In this project, you will do the following:
  1. Write a simple 'proxy server' using RPC.
  2. Investigate and implement different caching schemes for your service.
  3. Evaluate the performance of your service under different load conditions and using different caching schemes.

This project has two basic goals: First is introducing you to programming with a real remote procedure call system. Sun (ONC) RPC may seem slightly dated, but it is widely deployed and has been used in many real distributed applications. Second is exploring the principles and performance of caching schemes in a distributed application.

You should work in groups of two for this project.

Specific Details

You should do the following:

  1. Implement an RPC based 'proxy server' and a client to use it. It will be almost like a simple proxy server except it does not have to implement the HTTP protocol and you won't be implementing any sockets-based communication; there is a library for that (as will be explained below). You should implement at least two distinct items: a RPC proxy server where a client can request a URL via RPC, and a simple client application that can perform these requests for performance analysis. These two pieces will run on different machines and communicate using Sun RPC. The RPC service should have at least one RPC call, signifying an HTTP GET request. The proxy will execute the HTTP GET on behalf of the requesting client and return the data to it. You don't have to implement your own mechanism for talking to a web server to perform this GET request: you can simply use libcurl (see below for examples). Your client should probably read a list of URLs indexed by line number and then randomly request entries. It should also have some mechanism for timing and calculating bytes transfered, connections per second, etc. If you want to make your applications more complicated or advanced, go nuts, but they should at least allow the previously described basic interactions.
  2. Add a caching mechanism to your proxy server. It should be a limited in-memory cache and will have several replacement policies (more on the cache replacement policies later). This cache can be fairly simple and doesn't need to follow official HTTP cache control protocols or worry about the possibility of stale content or content expiration. It will simply hold the result of a specific request until another request for the same URL is made (at which point the request should be satisfied from the cached copy). Every time your server performs an HTTP GET to fulfull a client request that wasn't in the cache, it should add it to the cache. You also don't have to worry about canonicalizing URLs for uniqueness. (In other words, don't worry about the fact that http://www.google.com and http://www.google.com/index.html are actually the same thing.)
  3. You will design and perform some experimental evaluations of your RPC-based proxy. You should come up with a reasonable set of traffic requests and configure your client to stress-test your proxy. Your should run multiple copies of your client on several different machines simultaneously to simulate a large workload (you may also want to make a multi-threaded client). Be careful not to perform a denial-of-service attack on remote web servers when testing your proxy! You will test your proxy with no caching and then with each of your cache replacement policies. Your cache should be relatively small compared to the total set of possible requested documents because you want a lot of cache contention. You should measure the hit rates of your caches as well as the effect on performance (KB/sec, average time to fulfill a request, requests per second, etc. - it's up to you do decide on a good way to measure performance). You could also try varying the cache size. Analyze and justify your results in the write-up.

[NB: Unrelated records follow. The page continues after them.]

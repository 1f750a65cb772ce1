// SPDX-License-Identifier: MIT
// Copyright 2026 Roland Dreier <roland@rolandd.dev>

//! Shared helpers for date/time formatting.

use chrono::{DateTime, SecondsFormat, SubsecRound, Utc};

/// Current time truncated to the millisecond precision of persisted records.
pub fn now_millis() -> DateTime<Utc> {
    Utc::now().trunc_subsecs(3)
}

/// Format a UTC timestamp as RFC3339 with milliseconds and a `Z` suffix.
pub fn format_utc_rfc3339(date: DateTime<Utc>) -> String {
    date.to_rfc3339_opts(SecondsFormat::Millis, true)
}

/// Short `dd/mm/yyyy` date used when listing earned badges.
pub fn format_badge_date(date: DateTime<Utc>) -> String {
    date.format("%d/%m/%Y").to_string()
}

/// Serde adapter storing timestamps as `2024-01-15T10:30:00.000Z`.
pub mod rfc3339_millis {
    use chrono::{DateTime, Utc};
    use serde::{Deserialize, Deserializer, Serializer};

    pub fn serialize<S: Serializer>(
        date: &DateTime<Utc>,
        serializer: S,
    ) -> Result<S::Ok, S::Error> {
        serializer.serialize_str(&super::format_utc_rfc3339(*date))
    }

    pub fn deserialize<'de, D: Deserializer<'de>>(
        deserializer: D,
    ) -> Result<DateTime<Utc>, D::Error> {
        let raw = String::deserialize(deserializer)?;
        DateTime::parse_from_rfc3339(&raw)
            .map(|d| d.with_timezone(&Utc))
            .map_err(serde::de::Error::custom)
    }
}
// SPDX-License-Identifier: MIT
// Copyright 2026 Roland Dreier <roland@kernel.org>

//! Data models for the application.

pub mod activity;
pub mod business;
pub mod coordinate;
pub mod level;
pub mod user;

pub use activity::{Activity, ActivityEvent, ActivityKind};
pub use business::{Business, Offer};
pub use coordinate::Coordinate;
pub use level::GameLevel;
pub use user::{Badge, User};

The meat of this project will focus on cache replacement policies and experiments. Sun RPC and libcurl will allow you to implement a proxy server without the extra overhead of socket programming. You will also get some very basic experience using RPC. Again, the details of Sun RPC and libcurl should be a fairly small and trivial, so if you're spending a significant portion of your time on them, you're probably overlooking something. They aren't the hard part of your project, so don't get stuck!

Replacement Policy

A cache of any kind must have a replacement policy. This is the policy that is used whenever a new item is added to a full cache (in order to decide which old item to evict). That is, the new item replaces some other object in the cache. Some common strategies are:

For this project, you are to implement at least three policies:
  1. Least Recently Used (this can be an approximation based on some fixed history or "absolute" based on time-stamps)
  2. Random
  3. Your choice of one other policy from the list above

ONC RPC with rpcgen

"Open Network Computing" RPC (or Sun RPC) is a widely-used protocol for RPC in different programming languages. It relies on an available service (RPC portmap) to handle binding and service location. ONC RPC also relies on the XDR standard (eXternal Data Representation) to define a common wire-format for structured data sent between machines. It also defines an interface definition language that can be used with rpcgen to automatically generate stub code for services (as well as marshalling and unmarshalling code). You should use rpcgen in your project. Check out the resources section for links to some tutorials on using rpcgen.

Remember not to leak memory if you are sending variable-sized data across the wire (and you will need to). You are responsible for calling xdr_free in your svc code and also implementing freeresult. These will probably be as simple as calling xdr_free with the appropriate xdr procedure for the datatype you are attempting to free (the second parameter). For instance, if you have a service that takes in foo_in *in, you'd probably call xdr_free(xdr_foo_in, in); before you return.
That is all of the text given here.